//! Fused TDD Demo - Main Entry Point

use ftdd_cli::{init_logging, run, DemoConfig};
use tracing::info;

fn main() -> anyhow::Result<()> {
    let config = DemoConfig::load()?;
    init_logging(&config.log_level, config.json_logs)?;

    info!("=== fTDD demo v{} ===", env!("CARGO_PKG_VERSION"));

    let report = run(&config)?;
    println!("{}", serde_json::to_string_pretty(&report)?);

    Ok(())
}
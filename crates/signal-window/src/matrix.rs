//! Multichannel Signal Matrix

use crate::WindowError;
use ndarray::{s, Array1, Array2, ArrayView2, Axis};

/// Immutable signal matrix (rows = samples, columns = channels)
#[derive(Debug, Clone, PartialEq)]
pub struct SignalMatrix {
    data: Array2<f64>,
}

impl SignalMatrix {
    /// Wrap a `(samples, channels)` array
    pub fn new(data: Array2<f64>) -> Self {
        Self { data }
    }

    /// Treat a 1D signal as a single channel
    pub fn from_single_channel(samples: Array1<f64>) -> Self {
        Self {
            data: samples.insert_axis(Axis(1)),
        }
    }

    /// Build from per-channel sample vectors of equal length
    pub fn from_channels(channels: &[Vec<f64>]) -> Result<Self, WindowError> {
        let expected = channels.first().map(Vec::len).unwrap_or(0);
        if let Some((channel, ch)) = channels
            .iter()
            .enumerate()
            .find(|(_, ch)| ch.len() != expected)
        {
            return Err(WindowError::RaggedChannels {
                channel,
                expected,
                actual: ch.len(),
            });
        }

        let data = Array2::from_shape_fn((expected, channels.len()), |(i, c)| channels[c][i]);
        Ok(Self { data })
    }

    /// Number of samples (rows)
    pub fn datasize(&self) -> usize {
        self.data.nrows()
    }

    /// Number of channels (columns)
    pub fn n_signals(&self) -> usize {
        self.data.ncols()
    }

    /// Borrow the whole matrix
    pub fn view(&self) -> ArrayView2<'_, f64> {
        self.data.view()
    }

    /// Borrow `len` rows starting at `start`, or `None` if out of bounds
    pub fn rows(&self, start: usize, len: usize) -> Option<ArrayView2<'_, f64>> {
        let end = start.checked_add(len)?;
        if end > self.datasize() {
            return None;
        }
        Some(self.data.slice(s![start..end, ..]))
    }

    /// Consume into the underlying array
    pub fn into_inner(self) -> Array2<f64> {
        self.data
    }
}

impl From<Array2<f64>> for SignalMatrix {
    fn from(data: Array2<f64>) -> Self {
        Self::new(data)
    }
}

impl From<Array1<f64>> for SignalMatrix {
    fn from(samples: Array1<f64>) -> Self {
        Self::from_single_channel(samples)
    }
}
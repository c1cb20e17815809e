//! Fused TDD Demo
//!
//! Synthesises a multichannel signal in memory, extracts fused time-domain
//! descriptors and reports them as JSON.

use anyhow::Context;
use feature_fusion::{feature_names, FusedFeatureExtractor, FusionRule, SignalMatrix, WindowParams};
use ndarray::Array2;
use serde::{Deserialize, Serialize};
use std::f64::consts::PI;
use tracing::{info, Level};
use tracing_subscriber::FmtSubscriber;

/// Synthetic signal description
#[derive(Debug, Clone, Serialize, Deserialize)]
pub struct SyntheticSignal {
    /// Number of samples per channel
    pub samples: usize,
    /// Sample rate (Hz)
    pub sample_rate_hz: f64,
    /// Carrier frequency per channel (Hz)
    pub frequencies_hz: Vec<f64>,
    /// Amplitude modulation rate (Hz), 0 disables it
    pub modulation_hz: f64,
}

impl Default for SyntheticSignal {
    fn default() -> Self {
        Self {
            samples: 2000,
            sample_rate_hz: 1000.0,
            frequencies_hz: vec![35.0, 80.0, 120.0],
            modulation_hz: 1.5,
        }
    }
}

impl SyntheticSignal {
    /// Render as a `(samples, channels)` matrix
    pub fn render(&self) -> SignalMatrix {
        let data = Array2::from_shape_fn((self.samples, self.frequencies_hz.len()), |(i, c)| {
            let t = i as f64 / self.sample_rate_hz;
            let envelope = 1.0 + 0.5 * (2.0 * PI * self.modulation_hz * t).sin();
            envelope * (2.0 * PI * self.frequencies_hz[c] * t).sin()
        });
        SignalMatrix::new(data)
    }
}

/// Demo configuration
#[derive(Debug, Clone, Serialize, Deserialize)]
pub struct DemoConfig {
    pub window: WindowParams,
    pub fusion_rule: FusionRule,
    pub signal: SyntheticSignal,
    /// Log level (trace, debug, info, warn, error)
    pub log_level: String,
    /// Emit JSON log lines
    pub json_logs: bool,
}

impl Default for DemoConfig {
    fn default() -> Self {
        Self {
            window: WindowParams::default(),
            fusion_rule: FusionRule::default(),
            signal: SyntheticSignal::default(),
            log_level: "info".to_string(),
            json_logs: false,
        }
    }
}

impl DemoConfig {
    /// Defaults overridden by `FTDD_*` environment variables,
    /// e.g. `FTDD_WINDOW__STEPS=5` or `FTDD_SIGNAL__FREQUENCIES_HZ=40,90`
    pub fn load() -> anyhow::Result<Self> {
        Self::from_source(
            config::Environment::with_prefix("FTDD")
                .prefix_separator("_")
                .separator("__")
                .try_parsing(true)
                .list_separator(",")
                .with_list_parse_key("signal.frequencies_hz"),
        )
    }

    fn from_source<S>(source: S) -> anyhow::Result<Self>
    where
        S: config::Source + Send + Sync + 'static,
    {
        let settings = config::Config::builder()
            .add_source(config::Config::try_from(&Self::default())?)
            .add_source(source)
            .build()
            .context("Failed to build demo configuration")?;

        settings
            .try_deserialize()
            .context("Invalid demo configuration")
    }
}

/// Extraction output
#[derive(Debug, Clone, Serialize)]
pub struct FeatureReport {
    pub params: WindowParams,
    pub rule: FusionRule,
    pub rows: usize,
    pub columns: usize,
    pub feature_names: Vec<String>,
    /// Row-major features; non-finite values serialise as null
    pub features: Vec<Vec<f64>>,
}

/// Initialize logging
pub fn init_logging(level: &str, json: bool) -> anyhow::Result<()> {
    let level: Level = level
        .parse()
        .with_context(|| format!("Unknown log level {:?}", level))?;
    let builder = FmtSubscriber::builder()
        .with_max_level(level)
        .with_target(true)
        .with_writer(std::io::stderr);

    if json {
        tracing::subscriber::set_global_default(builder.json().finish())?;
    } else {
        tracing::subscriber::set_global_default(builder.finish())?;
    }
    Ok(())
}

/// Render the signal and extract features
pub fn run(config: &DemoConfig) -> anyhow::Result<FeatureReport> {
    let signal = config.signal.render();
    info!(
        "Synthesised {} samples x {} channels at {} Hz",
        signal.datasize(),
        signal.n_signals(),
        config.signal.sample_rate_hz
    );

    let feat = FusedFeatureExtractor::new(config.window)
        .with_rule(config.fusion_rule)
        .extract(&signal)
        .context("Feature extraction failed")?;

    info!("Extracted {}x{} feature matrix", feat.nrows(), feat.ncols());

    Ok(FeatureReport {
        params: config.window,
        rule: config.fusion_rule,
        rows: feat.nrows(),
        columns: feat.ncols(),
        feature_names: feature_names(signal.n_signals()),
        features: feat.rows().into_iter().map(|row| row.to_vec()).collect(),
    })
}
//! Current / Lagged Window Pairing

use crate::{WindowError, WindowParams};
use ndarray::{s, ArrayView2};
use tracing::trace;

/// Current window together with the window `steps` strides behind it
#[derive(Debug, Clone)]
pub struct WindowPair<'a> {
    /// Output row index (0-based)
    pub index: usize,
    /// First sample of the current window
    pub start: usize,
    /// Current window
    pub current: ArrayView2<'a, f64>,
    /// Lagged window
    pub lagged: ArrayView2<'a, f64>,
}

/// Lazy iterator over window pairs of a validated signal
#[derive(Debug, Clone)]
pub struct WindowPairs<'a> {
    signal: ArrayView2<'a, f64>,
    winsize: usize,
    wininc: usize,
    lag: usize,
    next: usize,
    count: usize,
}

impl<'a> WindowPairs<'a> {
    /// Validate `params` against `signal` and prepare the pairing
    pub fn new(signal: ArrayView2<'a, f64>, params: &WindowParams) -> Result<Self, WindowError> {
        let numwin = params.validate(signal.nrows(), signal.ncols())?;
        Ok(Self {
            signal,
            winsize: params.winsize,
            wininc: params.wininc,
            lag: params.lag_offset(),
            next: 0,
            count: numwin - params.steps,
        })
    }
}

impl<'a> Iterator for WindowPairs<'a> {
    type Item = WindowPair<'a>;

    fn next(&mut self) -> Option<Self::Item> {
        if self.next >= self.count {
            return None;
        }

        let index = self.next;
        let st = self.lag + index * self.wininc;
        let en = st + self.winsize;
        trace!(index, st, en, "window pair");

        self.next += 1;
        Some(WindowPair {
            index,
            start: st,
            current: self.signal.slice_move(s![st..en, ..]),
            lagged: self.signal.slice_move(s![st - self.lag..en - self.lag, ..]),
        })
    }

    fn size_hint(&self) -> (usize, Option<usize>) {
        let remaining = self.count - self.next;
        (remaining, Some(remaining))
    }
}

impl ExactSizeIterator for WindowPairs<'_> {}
---
**Exercise details:** Quote the records above exactly, from the first line through the line containing "pub fn new(data: Array2<f64>)", and nothing more.

**Written solution:**
//! Fused TDD Demo - Main Entry Point

use ftdd_cli::{init_logging, run, DemoConfig};
use tracing::info;

fn main() -> anyhow::Result<()> {
    let config = DemoConfig::load()?;
    init_logging(&config.log_level, config.json_logs)?;

    info!("=== fTDD demo v{} ===", env!("CARGO_PKG_VERSION"));

    let report = run(&config)?;
    println!("{}", serde_json::to_string_pretty(&report)?);

    Ok(())
}
filename crates/signal-window/src/matrix.rs
//! Multichannel Signal Matrix

use crate::WindowError;
use ndarray::{s, Array1, Array2, ArrayView2, Axis};

/// Immutable signal matrix (rows = samples, columns = channels)
#[derive(Debug, Clone, PartialEq)]
pub struct SignalMatrix {
    data: Array2<f64>,
}

impl SignalMatrix {
    /// Wrap a `(samples, channels)` array
    pub fn new(data: Array2<f64>) -> Self {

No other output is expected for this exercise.